Directions for this task :: Wherever the word "Comma" shows up in the data, report the line it sits in.

Material supplied ::
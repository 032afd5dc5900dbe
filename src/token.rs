//! Token types and the scanner that turns Soorj source text into a token stream.

use std::fmt;

/// A 1-based source position carried on every token and AST node.
#[derive(Debug, Clone, Copy, PartialEq, Eq, Default)]
pub struct Position {
    pub line: u32,
    pub column: u32,
}

impl Position {
    pub const NONE: Self = Self { line: 0, column: 0 };

    pub fn new(line: u32, column: u32) -> Self {
        Self { line, column }
    }
}

impl fmt::Display for Position {
    fn fmt(&self, f: &mut fmt::Formatter) -> fmt::Result {
        if *self == Self::NONE {
            write!(f, "?")
        } else {
            write!(f, "{}:{}", self.line, self.column)
        }
    }
}

/// The kind of a token, carrying literal payloads inline where useful.
#[derive(Debug, Clone, PartialEq)]
pub enum TokenKind {
    Number(f64),
    Str(String),
    Identifier(String),

    If,
    Else,
    While,
    Function,
    Return,
    True,
    False,
    Null,
    And,
    Or,
    Not,

    Plus,
    Minus,
    Star,
    Slash,
    Percent,
    Assign,
    EqualsEquals,
    NotEquals,
    Less,
    LessEquals,
    Greater,
    GreaterEquals,

    LeftParen,
    RightParen,
    LeftBrace,
    RightBrace,
    Comma,

    Newline,
    Eof,
}

impl fmt::Display for TokenKind {
    fn fmt(&self, f: &mut fmt::Formatter) -> fmt::Result {
        match self {
            Self::Number(n) => write!(f, "{}", n),
            Self::Str(s) => write!(f, "{:?}", s),
            Self::Identifier(s) => write!(f, "{}", s),
            Self::If => write!(f, "եթե"),
            Self::Else => write!(f, "հպ"),
            Self::While => write!(f, "մինչև"),
            Self::Function => write!(f, "գործ"),
            Self::Return => write!(f, "տուր"),
            Self::True => write!(f, "այո"),
            Self::False => write!(f, "ոչ"),
            Self::Null => write!(f, "հեչ"),
            Self::And => write!(f, "և"),
            Self::Or => write!(f, "կամ"),
            Self::Not => write!(f, "չի"),
            Self::Plus => write!(f, "+"),
            Self::Minus => write!(f, "-"),
            Self::Star => write!(f, "*"),
            Self::Slash => write!(f, "/"),
            Self::Percent => write!(f, "%"),
            Self::Assign => write!(f, "="),
            Self::EqualsEquals => write!(f, "=="),
            Self::NotEquals => write!(f, "!="),
            Self::Less => write!(f, "<"),
            Self::LessEquals => write!(f, "<="),
            Self::Greater => write!(f, ">"),
            Self::GreaterEquals => write!(f, ">="),
            Self::LeftParen => write!(f, "("),
            Self::RightParen => write!(f, ")"),
            Self::LeftBrace => write!(f, "{{"),
            Self::RightBrace => write!(f, "}}"),
            Self::Comma => write!(f, ","),
            Self::Newline => write!(f, "<newline>"),
            Self::Eof => write!(f, "<eof>"),
        }
    }
}

#[derive(Debug, Clone, PartialEq)]
pub struct Token {
    pub kind: TokenKind,
    pub position: Position,
}

impl Token {
    pub fn new(kind: TokenKind, position: Position) -> Self {
        Self { kind, position }
    }
}

/// True for code points in the two Armenian blocks Soorj restricts identifiers to:
/// the main Armenian block and the Armenian ligatures in Alphabetic Presentation Forms.
fn is_armenian_letter(c: char) -> bool {
    matches!(c as u32, 0x0530..=0x058F | 0xFB13..=0xFB17)
}

fn is_digit(c: char) -> bool {
    c.is_ascii_digit()
}

/// Extra characters, beyond Armenian letters/digits/whitespace, allowed inside string literals.
fn is_allowed_string_char(c: char) -> bool {
    is_armenian_letter(c)
        || is_digit(c)
        || c.is_whitespace()
        || matches!(c, '.' | ',' | '!' | '?' | ':' | ';' | '-' | '(' | ')' | '[' | ']' | '{' | '}' | '"' | '\'' | '/' | '\\')
        || matches!(c as u32, 0x055A..=0x055F | 0x0589..=0x058A)
}

fn keyword_kind(word: &str) -> Option<TokenKind> {
    Some(match word {
        "եթե" => TokenKind::If,
        "հպ" => TokenKind::Else,
        "մինչև" => TokenKind::While,
        "գործ" => TokenKind::Function,
        "տուր" => TokenKind::Return,
        "այո" => TokenKind::True,
        "ոչ" => TokenKind::False,
        "հեչ" => TokenKind::Null,
        "և" => TokenKind::And,
        "կամ" => TokenKind::Or,
        "չի" => TokenKind::Not,
        _ => return None,
    })
}

#[derive(Debug, Clone, PartialEq)]
pub struct LexError {
    pub message: String,
    pub position: Position,
}

impl fmt::Display for LexError {
    fn fmt(&self, f: &mut fmt::Formatter) -> fmt::Result {
        write!(f, "Lexical error at {}: {}", self.position, self.message)
    }
}

impl std::error::Error for LexError {}

/// Scans an entire source string up front into a token vector; the parser consumes
/// it eagerly rather than pulling tokens lazily.
pub struct Scanner<'a> {
    chars: std::iter::Peekable<std::str::Chars<'a>>,
    line: u32,
    column: u32,
}

impl<'a> Scanner<'a> {
    pub fn new(source: &'a str) -> Self {
        Self {
            chars: source.chars().peekable(),
            line: 1,
            column: 1,
        }
    }

    fn pos(&self) -> Position {
        Position::new(self.line, self.column)
    }

    fn advance(&mut self) -> Option<char> {
        let c = self.chars.next()?;
        if c == '\n' {
            self.line += 1;
            self.column = 1;
        } else {
            self.column += 1;
        }
        Some(c)
    }

    fn peek(&mut self) -> Option<char> {
        self.chars.peek().copied()
    }

    pub fn tokenize(mut self) -> Result<Vec<Token>, LexError> {
        let mut tokens = Vec::new();
        loop {
            let tok = self.next_token()?;
            let is_eof = tok.kind == TokenKind::Eof;
            tokens.push(tok);
            if is_eof {
                break;
            }
        }
        Ok(tokens)
    }

    fn next_token(&mut self) -> Result<Token, LexError> {
        loop {
            match self.peek() {
                None => return Ok(Token::new(TokenKind::Eof, self.pos())),
                Some(' ') | Some('\t') | Some('\r') => {
                    self.advance();
                    continue;
                }
                Some('\n') => {
                    let start = self.pos();
                    self.advance();
                    return Ok(Token::new(TokenKind::Newline, start));
                }
                Some('#') => {
                    while let Some(c) = self.peek() {
                        if c == '\n' {
                            break;
                        }
                        self.advance();
                    }
                    continue;
                }
                Some(c) if is_digit(c) => return self.read_number(),
                Some('"') | Some('\'') => return self.read_string(),
                Some(c) if is_armenian_letter(c) => return self.read_identifier(),
                Some(_) => return self.read_operator(),
            }
        }
    }

    fn read_number(&mut self) -> Result<Token, LexError> {
        let start = self.pos();
        let mut lexeme = String::new();
        let mut seen_dot = false;
        while let Some(c) = self.peek() {
            if is_digit(c) {
                lexeme.push(c);
                self.advance();
            } else if c == '.' && !seen_dot {
                seen_dot = true;
                lexeme.push(c);
                self.advance();
            } else {
                break;
            }
        }
        let value: f64 = lexeme.parse().map_err(|_| LexError {
            message: format!("malformed number literal '{}'", lexeme),
            position: start,
        })?;
        Ok(Token::new(TokenKind::Number(value), start))
    }

    fn read_string(&mut self) -> Result<Token, LexError> {
        let start = self.pos();
        let quote = self.advance().unwrap();
        let mut value = String::new();
        loop {
            match self.peek() {
                None => break, // unterminated strings are accepted silently
                Some(c) if c == quote => {
                    self.advance();
                    break;
                }
                Some('\\') => {
                    self.advance();
                    match self.advance() {
                        Some('n') => value.push('\n'),
                        Some('t') => value.push('\t'),
                        Some('r') => value.push('\r'),
                        Some('\\') => value.push('\\'),
                        Some(c) if c == quote => value.push(c),
                        Some(c) => value.push(c),
                        None => break,
                    }
                }
                Some(c) => {
                    if !is_allowed_string_char(c) {
                        return Err(LexError {
                            message: format!("invalid character '{}' in string literal", c),
                            position: self.pos(),
                        });
                    }
                    value.push(c);
                    self.advance();
                }
            }
        }
        Ok(Token::new(TokenKind::Str(value), start))
    }

    fn read_identifier(&mut self) -> Result<Token, LexError> {
        let start = self.pos();
        let mut word = String::new();
        while let Some(c) = self.peek() {
            if is_armenian_letter(c) {
                word.push(c);
                self.advance();
            } else {
                break;
            }
        }
        let kind = keyword_kind(&word).unwrap_or(TokenKind::Identifier(word));
        Ok(Token::new(kind, start))
    }

    fn read_operator(&mut self) -> Result<Token, LexError> {
        let start = self.pos();
        let c = self.advance().unwrap();
        let kind = match c {
            '=' if self.peek() == Some('=') => {
                self.advance();
                TokenKind::EqualsEquals
            }
            '!' if self.peek() == Some('=') => {
                self.advance();
                TokenKind::NotEquals
            }
            '<' if self.peek() == Some('=') => {
                self.advance();
                TokenKind::LessEquals
            }
            '>' if self.peek() == Some('=') => {
                self.advance();
                TokenKind::GreaterEquals
            }
            '<' => TokenKind::Less,
            '>' => TokenKind::Greater,
            '=' => TokenKind::Assign,
            '+' => TokenKind::Plus,
            '-' => TokenKind::Minus,
            '*' => TokenKind::Star,
            '/' => TokenKind::Slash,
            '%' => TokenKind::Percent,
            '(' => TokenKind::LeftParen,
            ')' => TokenKind::RightParen,
            '{' => TokenKind::LeftBrace,
            '}' => TokenKind::RightBrace,
            ',' => TokenKind::Comma,
            _ => {
                return Err(LexError {
                    message: format!("unexpected character '{}'", c),
                    position: start,
                })
            }
        };
        Ok(Token::new(kind, start))
    }
}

Result of the exercise ::
    Comma,
            Self::Comma => write!(f, ","),
            ',' => TokenKind::Comma,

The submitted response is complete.